**EXERCISE DIRECTIONS**
Every line from the one holding "a report file" through the final line of the entries is to be reproduced exactly, and no other line.

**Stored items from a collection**
--- START ---

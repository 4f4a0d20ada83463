//! Command implementations for the wxdecode CLI
//!
//! Each command is implemented in its own module:
//! - `decode`: single METAR or TAF decoding
//! - `rank`: station ranking from a report file

pub mod decode;
pub mod rank;
pub mod shared;

use crate::cli::args::{Args, Commands};
use anyhow::Result;

/// Main command runner
///
/// Sets up logging and dispatches to the selected subcommand. Does nothing
/// when no subcommand was given.
pub fn run(args: Args) -> Result<()> {
    let Some(command) = args.command.as_ref() else {
        return Ok(());
    };
    shared::setup_logging(&args)?;

    match command {
        Commands::Metar(report_args) => decode::run_metar(report_args, args.output_format),
        Commands::Taf(report_args) => decode::run_taf(report_args, args.output_format),
        Commands::Rank(rank_args) => rank::run_rank(rank_args, args.output_format),
    }
}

--- END ---

**EXERCISE SOLUTION**
//! - `rank`: station ranking from a report file

pub mod decode;
pub mod rank;
pub mod shared;

use crate::cli::args::{Args, Commands};
use anyhow::Result;

/// Main command runner
///
/// Sets up logging and dispatches to the selected subcommand. Does nothing
/// when no subcommand was given.
pub fn run(args: Args) -> Result<()> {
    let Some(command) = args.command.as_ref() else {
        return Ok(());
    };
    shared::setup_logging(&args)?;

    match command {
        Commands::Metar(report_args) => decode::run_metar(report_args, args.output_format),
        Commands::Taf(report_args) => decode::run_taf(report_args, args.output_format),
        Commands::Rank(rank_args) => rank::run_rank(rank_args, args.output_format),
    }
}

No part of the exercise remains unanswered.